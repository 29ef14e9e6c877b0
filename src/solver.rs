// Copyright (c) 2025 Erick Bourgeois, firestoned
// SPDX-License-Identifier: MIT

//! DNS-01 solver for the dns.services API.
//!
//! [`DnsServicesSolver`] implements the two cert-manager lifecycle operations:
//!
//! - **Present**: resolve credentials, locate the zone, create the TXT record
//! - **`CleanUp`**: resolve credentials, locate the zone, find the TXT record with
//!   the challenge key and delete it
//!
//! Each call is independent. Credentials, zone info and the per-call API client are
//! dropped when the call returns; the solver itself only holds immutable shared
//! state, so concurrent calls need no locking.

use async_trait::async_trait;
use reqwest::Client as HttpClient;
use std::borrow::Cow;
use std::sync::Arc;
use std::time::Instant;
use tracing::{info, warn};

use crate::challenge::ChallengeRequest;
use crate::constants::{ACTION_CLEANUP, ACTION_PRESENT, SOLVER_NAME};
use crate::credentials::{resolve_credentials, SecretSource};
use crate::errors::SolverError;
use crate::metrics;
use crate::provider::{DeleteOutcome, DnsServicesClient, TxtRecordRequest, ZoneInfo};
use crate::solver_config::SolverConfig;

/// A cert-manager DNS-01 webhook solver.
#[async_trait]
pub trait ChallengeSolver: Send + Sync {
    /// Name the solver is registered under.
    fn name(&self) -> &str;

    /// Publish the challenge TXT record.
    async fn present(&self, request: &ChallengeRequest) -> Result<(), SolverError>;

    /// Remove the challenge TXT record.
    async fn cleanup(&self, request: &ChallengeRequest) -> Result<(), SolverError>;
}

/// Solver backed by the dns.services REST API.
#[derive(Clone)]
pub struct DnsServicesSolver {
    secrets: Arc<dyn SecretSource>,
    http: HttpClient,
    test_zone_name: Option<String>,
}

impl DnsServicesSolver {
    /// Create a solver reading Secrets from `secrets` and calling the provider with `http`.
    #[must_use]
    pub fn new(secrets: Arc<dyn SecretSource>, http: HttpClient) -> Self {
        Self {
            secrets,
            http,
            test_zone_name: None,
        }
    }

    /// Override the request's DNS name with a fixed test zone.
    #[must_use]
    pub fn with_test_zone_name(mut self, zone: Option<String>) -> Self {
        self.test_zone_name = zone.filter(|z| !z.is_empty());
        self
    }

    fn effective_request<'a>(&self, request: &'a ChallengeRequest) -> Cow<'a, ChallengeRequest> {
        match &self.test_zone_name {
            Some(zone) => {
                let mut request = request.clone();
                request.dns_name.clone_from(zone);
                Cow::Owned(request)
            }
            None => Cow::Borrowed(request),
        }
    }

    /// Decode config, resolve credentials and locate the zone for `request`.
    async fn prepare(
        &self,
        request: &ChallengeRequest,
    ) -> Result<(SolverConfig, DnsServicesClient, ZoneInfo), SolverError> {
        let config = SolverConfig::from_json(request.config.as_ref())?;
        let credentials =
            resolve_credentials(self.secrets.as_ref(), &request.resource_namespace, &config)
                .await?;

        let client = DnsServicesClient::new(self.http.clone(), &config.host(), credentials);

        info!(
            dns_name = %request.dns_name,
            fqdn = %request.resolved_fqdn,
            url = %client.base_url(),
            "Searching for zone in dns.services"
        );

        let zone = client
            .find_zone(&request.resolved_fqdn)
            .await?
            .ok_or_else(|| SolverError::ZoneNotFound {
                fqdn: request.record_name().to_string(),
            })?;

        Ok((config, client, zone))
    }

    async fn present_inner(&self, request: &ChallengeRequest) -> Result<(), SolverError> {
        let (config, client, zone) = self.prepare(request).await?;
        let fqdn = request.record_name();

        let record = TxtRecordRequest::new(fqdn, &request.key, config.ttl());
        let created = client.create_txt_record(&zone, &record).await?;

        if !created.is_created() {
            warn!(fqdn = %fqdn, zone = %zone.name, "The TXT record was not created");
            return Err(SolverError::RecordNotCreated {
                fqdn: fqdn.to_string(),
                zone: zone.name,
            });
        }

        info!(
            "The TXT record '{}' has been created with content '{}'",
            fqdn, request.key
        );
        Ok(())
    }

    async fn cleanup_inner(&self, request: &ChallengeRequest) -> Result<(), SolverError> {
        info!(fqdn = %request.resolved_fqdn, "Delete TXT record");
        let (_, client, zone) = self.prepare(request).await?;
        let fqdn = request.record_name();

        let Some(record_id) = client.find_txt_record(&zone, fqdn, &request.key).await? else {
            info!(
                fqdn = %fqdn,
                "Didn't find a matching TXT record, nothing to delete"
            );
            return Ok(());
        };

        info!(fqdn = %fqdn, record_id = %record_id, "Record ID to delete");

        match client.delete_record(&zone, fqdn, &record_id).await? {
            DeleteOutcome::Deleted => {
                info!("{} TXT record with ID {} has been deleted", fqdn, record_id);
            }
            DeleteOutcome::AlreadyAbsent => {
                info!("{} TXT record with ID {} was already deleted", fqdn, record_id);
            }
        }
        Ok(())
    }
}

/// Record the outcome of a challenge action.
fn observe(action: &str, started: Instant, result: &Result<(), SolverError>) {
    match result {
        Ok(()) => metrics::record_challenge_success(action, started.elapsed()),
        Err(e) => {
            warn!(action = %action, reason = e.status_reason(), error = %e, "Challenge action failed");
            metrics::record_challenge_error(action, e.status_reason(), started.elapsed());
        }
    }
}

#[async_trait]
impl ChallengeSolver for DnsServicesSolver {
    fn name(&self) -> &str {
        SOLVER_NAME
    }

    async fn present(&self, request: &ChallengeRequest) -> Result<(), SolverError> {
        let started = Instant::now();
        let request = self.effective_request(request);
        let result = self.present_inner(&request).await;
        observe(ACTION_PRESENT, started, &result);
        result
    }

    async fn cleanup(&self, request: &ChallengeRequest) -> Result<(), SolverError> {
        let started = Instant::now();
        let request = self.effective_request(request);
        let result = self.cleanup_inner(&request).await;
        observe(ACTION_CLEANUP, started, &result);
        result
    }
}

#[cfg(test)]
#[path = "solver_tests.rs"]
mod solver_tests;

**PROBLEM DETAILS**. Could you write out exactly the lines above, starting at the first one and ending with the line that has "the TXT record with"?

**SOLUTION TO THE PROBLEM**.
repository 29ef14e9e6c877b0
filename src/solver.rs
// Copyright (c) 2025 Erick Bourgeois, firestoned
// SPDX-License-Identifier: MIT

//! DNS-01 solver for the dns.services API.
//!
//! [`DnsServicesSolver`] implements the two cert-manager lifecycle operations:
//!
//! - **Present**: resolve credentials, locate the zone, create the TXT record
//! - **`CleanUp`**: resolve credentials, locate the zone, find the TXT record with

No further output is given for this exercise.